Does anyone have any suggestions for a way to keep 2 databases in sync?
Ideally updates need to be made to both... this can't be too uncommon a
requirement..... any kind of HA would need it....
I use a PHP or Perl codebase to access databases (mysql or postgres). I always
use a wrapper class to control the database connection because it makes the
code a lot more simple -- additionally I could easily insert logic in the
class to open a second connection to another database and duplicate all
inserts, updates and deletes. Alternatively the info could be queued in a log
file for delayed usage. However this is still far from a true HA setup. For
that either you need a lot of intelligent code or Oracle Parallel Server.
Andy
On Fri, 14 Apr 2000, A James Lewis wrote:
Does anyone have any suggestions for a way to keep 2 databases in sync?
Ideally updates need to be made to both... this can't be too uncommon a
requirement..... any kind of HA would need it....
I believe the drbd system can do this across a LAN. I haven't looked in
detail at it. You should be able to find info on the linux-ha.org site. I
know it mirrors blocks across multiple servers but I have no idea how well
it handles locking etc.
--
|Colin Smith: Colin.Smith@yelm.freeserve.co.uk | Windows 2000 |
|Configuration management library for Unix/Linux | AKA |
| http://www.yelm.freeserve.co.uk/libcfg/ | The W2K Bug |
On Sat, 15 Apr 2000, Colin Smith wrote:
On Fri, 14 Apr 2000, A James Lewis wrote:
Does anyone have any suggestions for a way to keep 2 databases in sync?
Ideally updates need to be made to both... this can't be too uncommon a
requirement..... any kind of HA would need it....
I've had a closer look at drbd. The home site is:
http://www.complang.tuwien.ac.at/reisner/drbd/
It will replicate the blocks on a device out to backup servers. If the
primary system fails the backup can take over. It doesn't do any
distributed locking so it's strictly a failover service at the moment.
It also looks like a real performance killer which is pretty much what
you'd expect with each block being sent over the LAN as well as to disk.
Definitely a case for a very high bandwidth low latency network (SCI, SP
switch) 100Mbit/1Gbit dedicated might be acceptable though.
--
|Colin Smith: Colin.Smith@yelm.freeserve.co.uk | Windows 2000 |
|Linux: Delivers on the promises Microsoft make. | AKA |
| http://www.linux.org/ | The W2K Bug |
James Lewis wrote:
Does anyone have any suggestions for a way to keep 2 databases in sync?
Ideally updates need to be made to both... this can't be too uncommon a
requirement..... any kind of HA would need it....
No. The way HA works is that the system is made in such a way that you
can't lose data, or that you don't lose CPU cycles. HA does not make any
assumptions on the kind of applications that are running on the system.
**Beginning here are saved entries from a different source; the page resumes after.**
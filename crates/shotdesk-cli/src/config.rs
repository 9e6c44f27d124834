// Copyright 2026 Phillip Cloud
// Licensed under the Apache License, Version 2.0

use anyhow::{Context, Result, anyhow, bail};
use serde::Deserialize;
use std::env;
use std::fs;
use std::path::{Path, PathBuf};
use std::time::Duration;

const CONFIG_VERSION: i64 = 1;
const DEFAULT_BASE_URL: &str = "http://127.0.0.1:5000";
const DEFAULT_TIMEOUT: &str = "10s";
const DEFAULT_LOG_FILTER: &str = "shotdesk=info";

#[derive(Debug, Clone, Deserialize)]
pub struct Config {
    pub version: i64,
    #[serde(default)]
    pub server: Server,
    #[serde(default)]
    pub storage: Storage,
    #[serde(default)]
    pub ui: Ui,
    #[serde(default)]
    pub log: Log,
}

impl Default for Config {
    fn default() -> Self {
        Self {
            version: CONFIG_VERSION,
            server: Server::default(),
            storage: Storage::default(),
            ui: Ui::default(),
            log: Log::default(),
        }
    }
}

#[derive(Debug, Clone, Deserialize)]
pub struct Server {
    pub base_url: Option<String>,
    pub timeout: Option<String>,
}

impl Default for Server {
    fn default() -> Self {
        Self {
            base_url: Some(DEFAULT_BASE_URL.to_owned()),
            timeout: Some(DEFAULT_TIMEOUT.to_owned()),
        }
    }
}

#[derive(Debug, Clone, Default, Deserialize)]
pub struct Storage {
    pub prefs_path: Option<String>,
}

#[derive(Debug, Clone, Default, Deserialize)]
pub struct Ui {
    /// Project name or short code selected at startup.
    pub project: Option<String>,
}

#[derive(Debug, Clone, Default, Deserialize)]
pub struct Log {
    pub filter: Option<String>,
    pub dir: Option<String>,
}

impl Config {
    pub fn default_path() -> Result<PathBuf> {
        if let Some(path) = env::var_os("SHOTDESK_CONFIG_PATH") {
            return Ok(PathBuf::from(path));
        }

        let config_root = dirs::config_dir().ok_or_else(|| {
            anyhow!("cannot resolve config directory; set SHOTDESK_CONFIG_PATH to the config file")
        })?;

        let app_dir = config_root.join(shotdesk_prefs::APP_NAME);
        fs::create_dir_all(&app_dir)
            .with_context(|| format!("create config directory {}", app_dir.display()))?;
        Ok(app_dir.join("config.toml"))
    }

    pub fn load(path: &Path) -> Result<Self> {
        if !path.exists() {
            return Ok(Self::default());
        }

        let raw = fs::read_to_string(path)
            .with_context(|| format!("read config file {}", path.display()))?;
        let value: toml::Value = toml::from_str(&raw)
            .with_context(|| format!("parse TOML config {}", path.display()))?;

        let version = value
            .get("version")
            .and_then(toml::Value::as_integer)
            .ok_or_else(|| {
                anyhow!(
                    "config file {} has no version; add `version = 1` and put values under [server], [storage], [ui], and [log]",
                    path.display()
                )
            })?;

        if version != CONFIG_VERSION {
            bail!(
                "unsupported config version {} in {}; expected version = 1",
                version,
                path.display()
            );
        }

        let config: Config = value
            .try_into()
            .with_context(|| format!("decode config {}", path.display()))?;
        config.validate(path)?;
        Ok(config)
    }

    fn validate(&self, path: &Path) -> Result<()> {
        if let Some(base_url) = &self.server.base_url
            && base_url.trim().is_empty()
        {
            bail!("server.base_url in {} must not be empty", path.display());
        }

        if let Some(timeout) = &self.server.timeout {
            let parsed = parse_duration(timeout)?;
            if parsed <= Duration::ZERO {
                bail!(
                    "server.timeout in {} must be positive, got {}",
                    path.display(),
                    timeout
                );
            }
        }

        if let Some(prefs_path) = &self.storage.prefs_path {
            shotdesk_prefs::validate_db_path(prefs_path)?;
        }

        if let Some(filter) = &self.log.filter
            && filter.trim().is_empty()
        {
            bail!("log.filter in {} must not be empty", path.display());
        }

        Ok(())
    }

    pub fn base_url(&self) -> &str {
        self.server
            .base_url
            .as_deref()
            .unwrap_or(DEFAULT_BASE_URL)
            .trim_end_matches('/')
    }

    pub fn timeout(&self) -> Result<Duration> {
        parse_duration(self.server.timeout.as_deref().unwrap_or(DEFAULT_TIMEOUT))
    }

    pub fn prefs_path(&self) -> Result<PathBuf> {
        match &self.storage.prefs_path {
            Some(path) => Ok(PathBuf::from(path)),
            None => shotdesk_prefs::default_prefs_path(),
        }
    }

    pub fn startup_project(&self) -> Option<String> {
        self.ui
            .project
            .as_deref()
            .map(str::trim)
            .filter(|project| !project.is_empty())
            .map(str::to_owned)
    }

    pub fn log_filter(&self) -> &str {
        self.log.filter.as_deref().unwrap_or(DEFAULT_LOG_FILTER)
    }

    pub fn log_dir(&self) -> Result<PathBuf> {
        if let Some(dir) = &self.log.dir {
            return Ok(PathBuf::from(dir));
        }
        let state_root = dirs::state_dir()
            .or_else(dirs::data_local_dir)
            .ok_or_else(|| anyhow!("cannot resolve log directory; set [log].dir"))?;
        Ok(state_root.join(shotdesk_prefs::APP_NAME).join("logs"))
    }

    pub fn example_config(path: &Path) -> String {
        format!(
            "# shotdesk config\n# Place this file at: {}\n\nversion = 1\n\n[server]\nbase_url = \"{}\"\ntimeout = \"{}\"\n\n[storage]\n# Optional. Default is the platform data dir (for example ~/.local/share/shotdesk/prefs.db)\n# prefs_path = \"/absolute/path/to/prefs.db\"\n\n[ui]\n# Project name or short code to open at startup\n# project = \"LND\"\n\n[log]\nfilter = \"{}\"\n# dir = \"/absolute/path/to/logs\"\n",
            path.display(),
            DEFAULT_BASE_URL,
            DEFAULT_TIMEOUT,
            DEFAULT_LOG_FILTER,
        )
    }
}

/// Accepts `<N>ms`, `<N>s`, or `<N>m`.
fn parse_duration(raw: &str) -> Result<Duration> {
    let trimmed = raw.trim();
    let unit_start = trimmed
        .find(|ch: char| !ch.is_ascii_digit())
        .unwrap_or(trimmed.len());
    let (amount, unit) = trimmed.split_at(unit_start);
    let amount: u64 = amount
        .parse()
        .with_context(|| format!("invalid duration {raw:?}; expected a number then ms, s, or m"))?;
    match unit {
        "ms" => Ok(Duration::from_millis(amount)),
        "s" => Ok(Duration::from_secs(amount)),
        "m" => Ok(Duration::from_secs(amount.saturating_mul(60))),
        _ => bail!("invalid duration {raw:?}; use <N>ms, <N>s, or <N>m (for example 500ms or 10s)"),
    }
}
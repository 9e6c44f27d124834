// Copyright 2026 Phillip Cloud
// Licensed under the Apache License, Version 2.0

use url::form_urlencoded;

use crate::{FilterField, FilterState, GroupMode, ProjectId, RosterError};

/// A roster request for one project, as ordered query parameters.
#[derive(Debug, Clone, PartialEq, Eq)]
pub struct RosterQuery {
    pub project: ProjectId,
    pub params: Vec<(String, String)>,
}

impl RosterQuery {
    fn new(project: ProjectId) -> Self {
        Self {
            project,
            params: Vec::new(),
        }
    }

    fn push(&mut self, key: &str, value: &str) {
        self.params.push((key.to_owned(), value.to_owned()));
    }

    pub fn values(&self, key: &str) -> Vec<&str> {
        self.params
            .iter()
            .filter(|(k, _)| k == key)
            .map(|(_, v)| v.as_str())
            .collect()
    }

    pub fn is_empty(&self) -> bool {
        self.params.is_empty()
    }

    /// Form-urlencoded parameters without the leading `?`.
    pub fn query_string(&self) -> String {
        let mut serializer = form_urlencoded::Serializer::new(String::new());
        for (key, value) in &self.params {
            serializer.append_pair(key, value);
        }
        serializer.finish()
    }

    /// Path and query relative to the API root.
    pub fn shots_path(&self) -> String {
        with_query(format!("/api/projects/{}/shots", self.project), self)
    }

    pub fn export_path(&self) -> String {
        with_query(format!("/api/projects/{}/export_csv", self.project), self)
    }
}

fn with_query(path: String, query: &RosterQuery) -> String {
    if query.is_empty() {
        path
    } else {
        format!("{path}?{}", query.query_string())
    }
}

/// Maps the filter state to the roster query. Values are trimmed but never
/// case folded; matching is the server's business.
pub fn build_query(
    project: Option<ProjectId>,
    filters: &FilterState,
) -> Result<RosterQuery, RosterError> {
    let project = require_project(project)?;
    let mut query = RosterQuery::new(project);
    for field in FilterField::ALL {
        let value = filters.field(field).trim();
        if !value.is_empty() {
            query.push(field.query_key(), value);
        }
    }
    for status in filters.statuses() {
        query.push("status", status.as_str());
    }
    if filters.group == GroupMode::Reel {
        query.push("group_by", GroupMode::Reel.as_str());
    }
    Ok(query)
}

/// Child rows of one reel group.
pub fn build_group_query(project: ProjectId, reel: &str) -> RosterQuery {
    let mut query = RosterQuery::new(project);
    query.push(FilterField::Reel.query_key(), reel);
    query
}

/// CSV export carries the status set plus the reel and code filters.
pub fn build_export_query(
    project: Option<ProjectId>,
    filters: &FilterState,
) -> Result<RosterQuery, RosterError> {
    let project = require_project(project)?;
    let mut query = RosterQuery::new(project);
    for status in filters.statuses() {
        query.push("status", status.as_str());
    }
    for field in [FilterField::Reel, FilterField::Code] {
        let value = filters.field(field).trim();
        if !value.is_empty() {
            query.push(field.query_key(), value);
        }
    }
    Ok(query)
}

fn require_project(project: Option<ProjectId>) -> Result<ProjectId, RosterError> {
    project.ok_or_else(|| RosterError::validation("select a project"))
}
If you want to experiment with HA, start with building a mirroring disk on
your Linux system to get the feel of it.
Then try to asses what you really want : low down-time or 7x24 operation.
This is what determines your HA system.
If you don't want to lose CPY cycles, then you have to build a cluster
with e.g. two CPU's. These should share their mass storage. This mass
storage should be organised as RAID. With hot-plug capabilities, it is
possible to keep the system running either if a CPU goes down or if a
drive fails.
The worst thing that you can do is to base the implementation of your
application upon the fact that the system should have high-availability
requirements. That is not a database issue, but an operating system issue.